Records from a data source:
· · · · · · ·
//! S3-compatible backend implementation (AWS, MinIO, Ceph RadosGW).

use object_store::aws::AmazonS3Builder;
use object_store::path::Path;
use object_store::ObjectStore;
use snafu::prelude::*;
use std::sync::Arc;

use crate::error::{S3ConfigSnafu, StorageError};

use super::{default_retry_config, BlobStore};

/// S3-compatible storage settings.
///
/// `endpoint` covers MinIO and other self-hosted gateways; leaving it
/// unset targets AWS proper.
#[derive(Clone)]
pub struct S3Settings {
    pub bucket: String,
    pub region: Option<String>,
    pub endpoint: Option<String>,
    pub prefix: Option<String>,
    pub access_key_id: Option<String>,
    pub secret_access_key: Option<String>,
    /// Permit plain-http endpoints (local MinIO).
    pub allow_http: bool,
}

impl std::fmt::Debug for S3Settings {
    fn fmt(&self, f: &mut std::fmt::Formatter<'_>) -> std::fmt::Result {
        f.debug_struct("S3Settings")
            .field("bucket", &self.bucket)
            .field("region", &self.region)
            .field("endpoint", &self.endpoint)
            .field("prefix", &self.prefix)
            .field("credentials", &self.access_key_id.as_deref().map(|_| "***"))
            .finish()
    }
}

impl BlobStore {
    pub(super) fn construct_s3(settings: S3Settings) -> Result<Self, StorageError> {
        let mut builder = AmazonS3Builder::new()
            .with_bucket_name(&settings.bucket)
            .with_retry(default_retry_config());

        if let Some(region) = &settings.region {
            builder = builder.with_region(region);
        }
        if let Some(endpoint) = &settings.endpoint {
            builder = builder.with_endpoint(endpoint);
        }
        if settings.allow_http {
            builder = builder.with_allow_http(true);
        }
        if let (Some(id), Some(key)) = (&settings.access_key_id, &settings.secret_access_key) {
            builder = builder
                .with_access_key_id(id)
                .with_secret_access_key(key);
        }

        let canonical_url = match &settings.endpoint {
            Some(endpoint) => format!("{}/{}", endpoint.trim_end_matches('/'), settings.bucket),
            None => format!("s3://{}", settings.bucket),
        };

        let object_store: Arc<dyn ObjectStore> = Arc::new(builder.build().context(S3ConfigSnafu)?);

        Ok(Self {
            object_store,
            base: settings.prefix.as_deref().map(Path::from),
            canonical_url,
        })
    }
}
· · · · · · ·
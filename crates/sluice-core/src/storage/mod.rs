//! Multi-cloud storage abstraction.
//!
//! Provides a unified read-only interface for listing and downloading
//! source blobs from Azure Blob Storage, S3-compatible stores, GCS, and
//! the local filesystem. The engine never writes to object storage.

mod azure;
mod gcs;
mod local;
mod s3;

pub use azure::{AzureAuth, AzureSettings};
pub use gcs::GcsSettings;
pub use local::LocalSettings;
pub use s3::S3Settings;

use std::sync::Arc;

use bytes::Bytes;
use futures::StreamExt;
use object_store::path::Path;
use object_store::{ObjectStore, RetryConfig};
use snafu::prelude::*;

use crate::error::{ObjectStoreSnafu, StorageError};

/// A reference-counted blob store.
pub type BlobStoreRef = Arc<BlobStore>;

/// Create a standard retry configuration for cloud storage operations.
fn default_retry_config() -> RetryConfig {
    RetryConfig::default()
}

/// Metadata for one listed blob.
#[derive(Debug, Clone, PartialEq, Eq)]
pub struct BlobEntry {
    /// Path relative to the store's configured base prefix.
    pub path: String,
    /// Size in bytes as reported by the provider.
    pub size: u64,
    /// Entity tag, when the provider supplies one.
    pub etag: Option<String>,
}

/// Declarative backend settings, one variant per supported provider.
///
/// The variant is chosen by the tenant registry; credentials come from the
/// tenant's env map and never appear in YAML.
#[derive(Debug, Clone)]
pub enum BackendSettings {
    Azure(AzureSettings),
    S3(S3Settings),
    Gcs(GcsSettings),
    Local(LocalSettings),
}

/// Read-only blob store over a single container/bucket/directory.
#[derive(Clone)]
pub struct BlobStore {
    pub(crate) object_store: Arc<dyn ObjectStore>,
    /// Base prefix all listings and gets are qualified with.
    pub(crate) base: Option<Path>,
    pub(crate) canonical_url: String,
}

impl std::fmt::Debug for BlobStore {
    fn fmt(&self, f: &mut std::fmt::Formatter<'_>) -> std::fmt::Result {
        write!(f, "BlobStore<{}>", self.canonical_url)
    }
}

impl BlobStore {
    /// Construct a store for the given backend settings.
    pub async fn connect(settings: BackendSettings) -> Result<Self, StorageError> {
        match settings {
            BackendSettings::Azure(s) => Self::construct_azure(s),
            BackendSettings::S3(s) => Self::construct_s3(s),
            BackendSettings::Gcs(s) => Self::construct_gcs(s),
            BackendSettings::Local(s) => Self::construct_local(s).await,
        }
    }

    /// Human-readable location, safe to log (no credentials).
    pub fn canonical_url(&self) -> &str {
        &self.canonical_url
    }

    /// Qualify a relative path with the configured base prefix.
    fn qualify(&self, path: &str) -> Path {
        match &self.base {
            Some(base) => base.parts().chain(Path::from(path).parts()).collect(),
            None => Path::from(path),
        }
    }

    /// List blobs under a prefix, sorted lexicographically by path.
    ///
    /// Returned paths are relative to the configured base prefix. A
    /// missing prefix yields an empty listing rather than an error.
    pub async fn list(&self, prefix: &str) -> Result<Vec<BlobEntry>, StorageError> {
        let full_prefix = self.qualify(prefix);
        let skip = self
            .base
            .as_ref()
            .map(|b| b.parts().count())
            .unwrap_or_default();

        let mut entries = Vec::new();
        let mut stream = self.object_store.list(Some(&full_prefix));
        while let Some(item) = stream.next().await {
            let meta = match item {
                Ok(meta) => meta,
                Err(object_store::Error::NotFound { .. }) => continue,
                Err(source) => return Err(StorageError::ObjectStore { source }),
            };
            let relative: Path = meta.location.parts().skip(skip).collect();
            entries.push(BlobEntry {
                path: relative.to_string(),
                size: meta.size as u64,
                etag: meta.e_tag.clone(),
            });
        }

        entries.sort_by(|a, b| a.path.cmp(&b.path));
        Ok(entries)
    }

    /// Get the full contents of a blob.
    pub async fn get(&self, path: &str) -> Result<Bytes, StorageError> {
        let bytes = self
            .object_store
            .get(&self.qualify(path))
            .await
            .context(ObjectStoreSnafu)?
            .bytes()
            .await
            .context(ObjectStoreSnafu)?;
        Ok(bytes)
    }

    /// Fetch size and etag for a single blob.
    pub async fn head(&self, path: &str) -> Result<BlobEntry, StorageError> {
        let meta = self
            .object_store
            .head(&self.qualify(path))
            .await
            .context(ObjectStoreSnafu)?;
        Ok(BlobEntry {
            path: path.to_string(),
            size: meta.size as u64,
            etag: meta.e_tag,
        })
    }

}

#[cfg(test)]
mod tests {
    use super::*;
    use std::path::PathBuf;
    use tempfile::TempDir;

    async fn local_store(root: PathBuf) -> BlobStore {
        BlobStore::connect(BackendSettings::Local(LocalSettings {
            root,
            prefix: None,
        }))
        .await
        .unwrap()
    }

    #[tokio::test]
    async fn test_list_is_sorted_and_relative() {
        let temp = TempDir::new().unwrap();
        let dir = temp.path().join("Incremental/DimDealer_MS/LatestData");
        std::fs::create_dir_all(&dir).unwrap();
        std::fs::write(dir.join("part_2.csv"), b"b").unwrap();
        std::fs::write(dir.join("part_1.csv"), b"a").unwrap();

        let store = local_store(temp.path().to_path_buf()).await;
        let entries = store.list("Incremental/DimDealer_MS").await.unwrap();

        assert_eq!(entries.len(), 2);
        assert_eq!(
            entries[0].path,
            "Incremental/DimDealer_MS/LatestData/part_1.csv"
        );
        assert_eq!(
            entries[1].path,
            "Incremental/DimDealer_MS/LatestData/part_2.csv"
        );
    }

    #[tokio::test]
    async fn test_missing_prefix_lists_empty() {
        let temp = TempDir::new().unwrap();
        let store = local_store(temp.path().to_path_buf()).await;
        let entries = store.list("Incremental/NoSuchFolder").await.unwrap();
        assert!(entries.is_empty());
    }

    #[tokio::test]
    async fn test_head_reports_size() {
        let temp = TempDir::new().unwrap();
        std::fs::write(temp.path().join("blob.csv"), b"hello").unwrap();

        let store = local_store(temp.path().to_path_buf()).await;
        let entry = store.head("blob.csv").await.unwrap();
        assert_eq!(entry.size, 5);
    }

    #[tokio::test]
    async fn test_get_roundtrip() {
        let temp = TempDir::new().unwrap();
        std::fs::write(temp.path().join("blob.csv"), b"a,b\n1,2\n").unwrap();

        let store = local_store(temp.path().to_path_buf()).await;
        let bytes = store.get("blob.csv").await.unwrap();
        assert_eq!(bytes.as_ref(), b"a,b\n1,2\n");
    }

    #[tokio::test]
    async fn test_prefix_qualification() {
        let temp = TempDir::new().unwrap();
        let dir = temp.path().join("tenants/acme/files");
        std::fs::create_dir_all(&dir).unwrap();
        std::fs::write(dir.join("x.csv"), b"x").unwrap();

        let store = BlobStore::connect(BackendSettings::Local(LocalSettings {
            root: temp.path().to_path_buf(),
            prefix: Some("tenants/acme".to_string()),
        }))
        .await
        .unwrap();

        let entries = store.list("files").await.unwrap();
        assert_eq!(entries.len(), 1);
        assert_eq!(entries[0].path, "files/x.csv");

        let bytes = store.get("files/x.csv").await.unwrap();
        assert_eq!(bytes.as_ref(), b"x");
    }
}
· · · · · · ·
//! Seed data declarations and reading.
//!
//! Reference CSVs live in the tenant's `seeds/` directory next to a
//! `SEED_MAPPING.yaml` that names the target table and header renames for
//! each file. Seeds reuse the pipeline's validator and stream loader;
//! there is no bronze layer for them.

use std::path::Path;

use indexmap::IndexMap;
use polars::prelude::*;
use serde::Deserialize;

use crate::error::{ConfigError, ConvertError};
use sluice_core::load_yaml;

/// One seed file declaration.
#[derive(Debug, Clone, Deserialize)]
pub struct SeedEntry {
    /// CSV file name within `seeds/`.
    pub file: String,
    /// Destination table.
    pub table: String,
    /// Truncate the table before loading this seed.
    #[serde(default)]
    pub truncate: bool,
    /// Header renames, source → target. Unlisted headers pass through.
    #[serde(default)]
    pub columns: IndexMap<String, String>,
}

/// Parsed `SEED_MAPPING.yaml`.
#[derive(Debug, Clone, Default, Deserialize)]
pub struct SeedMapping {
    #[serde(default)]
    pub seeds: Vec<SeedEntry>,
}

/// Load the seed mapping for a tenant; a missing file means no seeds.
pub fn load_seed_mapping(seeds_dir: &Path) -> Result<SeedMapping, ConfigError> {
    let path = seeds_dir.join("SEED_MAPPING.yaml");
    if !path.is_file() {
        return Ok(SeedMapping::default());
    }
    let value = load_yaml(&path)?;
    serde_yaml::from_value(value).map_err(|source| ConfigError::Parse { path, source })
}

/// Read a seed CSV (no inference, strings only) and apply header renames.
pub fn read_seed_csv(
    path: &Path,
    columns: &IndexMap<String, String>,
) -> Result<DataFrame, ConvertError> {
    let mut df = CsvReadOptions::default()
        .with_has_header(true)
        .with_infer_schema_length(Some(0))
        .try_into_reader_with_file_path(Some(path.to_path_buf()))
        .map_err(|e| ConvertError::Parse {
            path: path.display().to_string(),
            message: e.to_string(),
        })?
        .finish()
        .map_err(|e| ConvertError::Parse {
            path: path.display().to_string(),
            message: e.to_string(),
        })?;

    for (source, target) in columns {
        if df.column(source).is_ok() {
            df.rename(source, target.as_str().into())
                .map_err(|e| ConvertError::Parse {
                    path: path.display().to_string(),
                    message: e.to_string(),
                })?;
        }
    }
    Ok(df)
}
· · · · · · ·
From the entries above, print the lines beginning at the one with "pub async fn connect(settings: BackendSettings)" and stopping after the one with "log (no credentials).", exactly as written and with nothing else.

    pub async fn connect(settings: BackendSettings) -> Result<Self, StorageError> {
        match settings {
            BackendSettings::Azure(s) => Self::construct_azure(s),
            BackendSettings::S3(s) => Self::construct_s3(s),
            BackendSettings::Gcs(s) => Self::construct_gcs(s),
            BackendSettings::Local(s) => Self::construct_local(s).await,
        }
    }

    /// Human-readable location, safe to log (no credentials).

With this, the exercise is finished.